Content, in Message Systems
Torin Douglas on the BBC and Sue Elliott on commercial television told us about high achievements in current and in past programming by these organisations. Sue Elliott showed clips of a TV play, Brits, dramatising the thesis that suicide bombers could emerge from within a second generation of immigrant families, now brought up as British. “Chapter and verse” of detailed content analysis was provided in the findings of the work of a company called MediaTenor, from which Montserrat Vine showed analyses of press and broadcasting contents revealing that references to Islam, as Nadeem Badshah had reported, were much more often negative than positive. Mallory Wober argued that a rare aspect of high quality both in British drama and in documentary was the fusion of particularly appropriate music to visual content; this it was argued was more to be found in the television of regulated scarcity where the provocative talents of Dennis Potter and Ken Russell in the 1980s were given space – though Kosminsky’s play Brits was also a rare recent example of the same potent combination (of two “media”). Another matter pertaining to content was given a whole session – but maybe it has been cut from the agenda of this note. Iain Hollingshead developed two theses in his talk; one held that while “blogs” now offer a torrent of public opinion, its very volume and indiscriminate deployment means that it lacks a shape by which one might see it as a “discourse’; on the other hand, the editorial function in composing a Letters to the Editor section did remove dross and give shape to a public discussion. Secondly, Hollingshead revealed that Prize operations (such as Oscars at the top, along to the Bad Sex (writing) Award of which he was a recent proud winner, might function more as vehicles of publicity than as reliable pointers to quality of product. Miriam Elia, an award winning comic, assured the group that there is a host of laughter makers now emerging through their work not only in clubs but also on radio and on screen.
Overall
Students were urged to read the British press, watch television and listen to the radio, to review for themselves the range and quality of what these services offer.

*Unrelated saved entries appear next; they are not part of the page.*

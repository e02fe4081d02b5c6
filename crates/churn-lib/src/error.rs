//! Error types shared across the pipeline
//!
//! "Not found" is never an error here: loaders return `Ok(None)` and the
//! caller decides what an absent artifact means.

use thiserror::Error;

/// Failure reported by an artifact store backend
#[derive(Debug, Error)]
pub enum StoreError {
    #[error("artifact not found: {0}")]
    NotFound(String),

    #[error("invalid artifact name {name:?}: {reason}")]
    InvalidName { name: String, reason: &'static str },

    #[error("i/o error on {name}: {source}")]
    Io {
        name: String,
        #[source]
        source: std::io::Error,
    },

    #[error("storage request for {name} failed: {message}")]
    Backend { name: String, message: String },

    #[error("injected fault on {operation} {name}")]
    Injected { operation: &'static str, name: String },
}

impl StoreError {
    pub(crate) fn io(name: impl Into<String>, source: std::io::Error) -> Self {
        StoreError::Io {
            name: name.into(),
            source,
        }
    }

    pub(crate) fn backend(name: impl Into<String>, message: impl ToString) -> Self {
        StoreError::Backend {
            name: name.into(),
            message: message.to_string(),
        }
    }
}

/// Artifact name that does not follow the model/evaluation convention
#[derive(Debug, Clone, PartialEq, Eq, Error)]
pub enum NamingError {
    #[error("{0} is not an evaluation artifact (expected model_evaluation_<algorithm>_<timestamp>.csv)")]
    NotAnEvaluationArtifact(String),

    #[error("{name} does not live under namespace {prefix}")]
    OutsideNamespace { name: String, prefix: String },
}

/// Evaluation table that cannot be parsed or violates its invariants
#[derive(Debug, Error)]
pub enum EvaluationError {
    #[error("failed to parse evaluation table: {0}")]
    Csv(#[from] csv::Error),

    #[error("evaluation table has more than one record for class {0}")]
    DuplicateClass(u32),

    #[error("evaluation table has no record for class {0}")]
    MissingClass(u32),
}

/// Error raised by the training, prediction and publishing pipelines
#[derive(Debug, Error)]
pub enum PipelineError {
    #[error("storage fault: {0}")]
    Storage(#[from] StoreError),

    #[error("malformed evaluation table {artifact}: {source}")]
    MalformedTable {
        artifact: String,
        #[source]
        source: EvaluationError,
    },

    #[error(transparent)]
    Naming(#[from] NamingError),

    #[error("no CSV files found under {0}")]
    NoRawData(String),

    #[error("failed to parse CSV {artifact}: {source}")]
    Csv {
        artifact: String,
        #[source]
        source: csv::Error,
    },

    #[error("dataset is empty")]
    EmptyDataset,

    #[error("required column {0:?} is missing")]
    MissingColumn(String),

    #[error("invalid data: {0}")]
    InvalidData(String),

    #[error("unknown algorithm: {0}")]
    UnknownAlgorithm(String),

    #[error("unknown comparison metric: {0}")]
    UnknownMetric(String),

    #[error("no production model is available")]
    NoProductionModel,

    #[error("invalid {what} encoding: {source}")]
    Serialization {
        what: &'static str,
        #[source]
        source: serde_json::Error,
    },
}

impl PipelineError {
    pub(crate) fn malformed(artifact: impl Into<String>, source: EvaluationError) -> Self {
        PipelineError::MalformedTable {
            artifact: artifact.into(),
            source,
        }
    }

    /// True when the failure came from the artifact store
    pub fn is_storage_fault(&self) -> bool {
        matches!(self, PipelineError::Storage(_))
    }
}

pub type PipelineResult<T> = Result<T, PipelineError>;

They were tested on the contents of the presentations they had experienced, but this did not extend to any further knowledge they may have been expected to acquire by diligent reading, listening and viewing.
JMW June 2008
* It was not clear what the lower limit of the term “mass” meant numerically – a dozen in a murder, thousands or millions if consumers of information? A questionnaire filled in by the class showed clear agreement that some items were widely endorsed as “media”; however, these items had very different characteristics. Other items were widely called “not media” – and these were also diverse. A third set of items induced disagreement – many thought these were “media” – others said not so. Mallory Wober suggested (as he has written about in a recent encyclopaedia entry) that a true “science” tidy up its definitions, and in keeping with an approach by early scholars in communications studies, the term medium be reserved for the pathway by which information reaches each of the human senses. Sight, sound and smell are such distance media; temperature, pressure, taste and information about position and movement can be activated from outside, or from the perceiver oneself. These eight “media” are evolutionarily old and alongside them, in the framework offered here, there can be no “new media”, given that there are no other sense receptor systems (Marshall McLuhan wrote of “media” as “extensions of the human senses”. Conventionally named “media” can be better spoken of as message systems; we should recognise separate skills involved in encoding and in decoding information; and quite different levels of complexity in coding capacity achieved within different sense-media.”